# Do you use LED grow lights for your indoor cannabis growing



## ledgrowing (Aug 16, 2021)

Hello,
May I know what kind of grow light you guys are using? 
I saw this grow light on ins. Does anyone used it? Thanks


----------



## ROSTERMAN (Aug 17, 2021)

Looks to be standard Quatum tech approx 300-600 watts depending on what the boards are rated and driven.
Any links


----------



## ROSTERMAN (Aug 17, 2021)

I have built my own using HLG Quantum boards and a good driver to power them (need the right driver depending on the power draw).
Save some money look into building yourself


----------



## ROSTERMAN (Aug 17, 2021)

Check this link








						HLG Quantum Board LED Grow Light Review (2020) - 420 Arena
					

HLG Quantum Board LED Grow Light in 2020 are reviewed with features, Pros, Cons, Buyer’s Guide to Quantum Board LED Grow Lights & FAQs.




					420arena.com
				



.


----------



## MatStrat (Aug 17, 2021)

Im using the iL8x  LED right now.
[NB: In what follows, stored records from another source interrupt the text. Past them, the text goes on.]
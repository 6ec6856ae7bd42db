// src/runner.rs
use std::error::Error;
use std::path::{Path, PathBuf};

use crate::{
    analysis::{global, segmented, verify::{self, VerifyReport}},
    file::{resolve_out_path, write_table},
    params::{Params, TaskKind, DEFAULT_OUT_DIR, GLOBAL_FILENAME, SEGMENTED_FILENAME},
    store::{self, Store},
};

/// Optional progress sink for the frontend.
/// CLI prints lines; tests usually pass None.
pub trait Progress {
    fn log(&mut self, _msg: &str) {}
    fn file_written(&mut self, _path: &Path) {}
}

/// A no-op progress sink you can pass when you don't care.
pub struct NullProgress;
impl Progress for NullProgress {}

/// Summary of what was produced.
pub struct RunSummary {
    pub files_written: Vec<PathBuf>,
    pub verify: Option<VerifyReport>,
}

/// Top-level runner: dispatch on task kind and run.
/// `progress` can be None (no UI updates) or Some(&mut impl Progress).
pub fn run(
    params: &Params,
    mut progress: Option<&mut (dyn Progress + '_)>,
) -> Result<RunSummary, Box<dyn Error>> {
    let input = params
        .input
        .as_deref()
        .ok_or("no input file given (--input <exploded-records table>)")?;

    let store = load_store(input, params, progress.as_deref_mut())?;

    let mut written = Vec::new();
    let mut report = None;

    match params.task {
        TaskKind::Segmented => {
            written.push(run_segmented(&store, params, progress.as_deref_mut())?);
        }
        TaskKind::Global => {
            written.push(run_global(&store, params, progress.as_deref_mut())?);
        }
        TaskKind::Verify => {
            let pairs_path = params
                .pairs_file
                .as_deref()
                .ok_or("--task verify needs --pairs <segmented pair table>")?;
            report = Some(run_verify(&store, pairs_path, params, progress.as_deref_mut())?);
        }
        TaskKind::All => {
            let seg_path = run_segmented(&store, params, progress.as_deref_mut())?;
            written.push(run_global(&store, params, progress.as_deref_mut())?);
            // Verify what actually landed on disk, not the in-memory rows.
            report = Some(run_verify(&store, &seg_path, params, progress.as_deref_mut())?);
            written.insert(0, seg_path);
        }
    }

    Ok(RunSummary { files_written: written, verify: report })
}

fn load_store(
    input: &Path,
    params: &Params,
    mut progress: Option<&mut (dyn Progress + '_)>,
) -> Result<Store, Box<dyn Error>> {
    let store = Store::load(input, params.format)?;
    let msg = format!(
        "Loaded {} records from {} ({} rows read, {} dropped)",
        store.records.len(),
        input.display(),
        store.rows_read,
        store.rows_dropped,
    );
    logf!("{msg}");
    if let Some(p) = progress.as_deref_mut() {
        p.log(&msg);
    }
    Ok(store)
}

fn out_path(params: &Params, default_filename: &str) -> PathBuf {
    match &params.out {
        Some(hint) => resolve_out_path(hint, default_filename),
        None => PathBuf::from(DEFAULT_OUT_DIR).join(default_filename),
    }
}

fn run_segmented(
    store: &Store,
    params: &Params,
    mut progress: Option<&mut (dyn Progress + '_)>,
) -> Result<PathBuf, Box<dyn Error>> {
    let rows = segmented::analyze(&store.records);
    let table = segmented::to_table(&rows);
    let path = out_path(params, SEGMENTED_FILENAME);

    write_table(&path, &table, params.format, params.include_headers)?;
    logf!("Segmented analysis: {} pair rows -> {}", rows.len(), path.display());
    if let Some(p) = progress.as_deref_mut() {
        p.log(&format!("Segmented analysis: {} pair rows", rows.len()));
        p.file_written(&path);
    }
    Ok(path)
}

fn run_global(
    store: &Store,
    params: &Params,
    mut progress: Option<&mut (dyn Progress + '_)>,
) -> Result<PathBuf, Box<dyn Error>> {
    let rows = global::analyze(&store.records);
    let table = global::to_table(&rows);
    let path = out_path(params, GLOBAL_FILENAME);

    write_table(&path, &table, params.format, params.include_headers)?;
    logf!("Global analysis: {} pair rows -> {}", rows.len(), path.display());
    if let Some(p) = progress.as_deref_mut() {
        p.log(&format!("Global analysis: {} pair rows", rows.len()));
        p.file_written(&path);
    }
    Ok(path)
}

fn run_verify(
    store: &Store,
    pairs_path: &Path,
    params: &Params,
    mut progress: Option<&mut (dyn Progress + '_)>,
) -> Result<VerifyReport, Box<dyn Error>> {
    let table = store::load_pair_table(pairs_path, params.format)?;
    let report = verify::verify(&store.records, &table, params.sample, params.seed);

    if report.is_clean() {
        logf!(
            "Verify {}: clean ({} rows, {} recomputed)",
            pairs_path.display(), report.rows_total, report.checked,
        );
    } else {
        loge!(
            "Verify {}: {} invariant violations, {} mismatches in {} checked rows",
            pairs_path.display(),
            report.invariant_violations, report.mismatch_count, report.checked,
        );
    }
    if let Some(p) = progress.as_deref_mut() {
        p.log(&format!(
            "Verified {} of {} output rows against {} records",
            report.checked, report.rows_total, store.records.len(),
        ));
    }
    Ok(report)
}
Never seen that one you posted, but looks like a normal quantum board LED. I think HLG is on the race on par with iluminar for quality/price ratio right now.


----------



## Bubba (Aug 17, 2021)

Darn it, I guess they caught on. For a while, they had these for 699.99. made the 4panel diy not make quite as much sense. Still a good deal at 775....
I knew I should have snagged one of those!









						HLG 600 Rspec®
					

High Efficiency Commercial Indoor Horticulture LED grow light designed to replace a 1000watt HID with just 490 Watts. 1522 PPF @ 2.55 PPF/W. Full-spectrum. Reliable passive-cooled design. Powered by Samsung LM301H LED and Deep Red LED 660nm




					horticulturelightinggroup.com
				




Bubba


----------



## Hydrobell (Aug 17, 2021)

Thinkgrow Model-H... ❤


----------



## ROSTERMAN (Aug 18, 2021)

Hydrobell said:


> Thinkgrow Model-H... ❤


some info @Bubba 





						ThinkGrow
					






					www.thinkgrowled.com


----------



## Bubba (Aug 18, 2021)

Looks nice, seems more online for commercial use.

For my money right now, I see no better light for me and my uses, ( 2x4 and 4x4 tents) than Mars Hydro SP3000. Look at the in depth par testing done by Cocoforcannabis site. Perfect pattern in 2x2, worst corners over 700. 2 of those lights in a 4x4? À+ according to them, even better pattern.

I'm sure others can also do this, the site given has tested many.The other point is cost.

Full price 399, I've obtained two deeply discounted by Mars Hydro. 1800 par? Way too much unless your grow is super scientific as to strain, and it's precise uptake, supplying what it can uptake, light par adjusted to formula, tweeked with CO2.

I had a 2x4 experiment with 3 to of the cheap Phlizon led (1000 model,now 80 bucks apiece,
That did quite well. For me and my world, SP3000 is the cost benefit light in 2x4 and 4x4.

Many choices, Liked the extensive testing done at various heights, in exactly the 2 sized tents I have used.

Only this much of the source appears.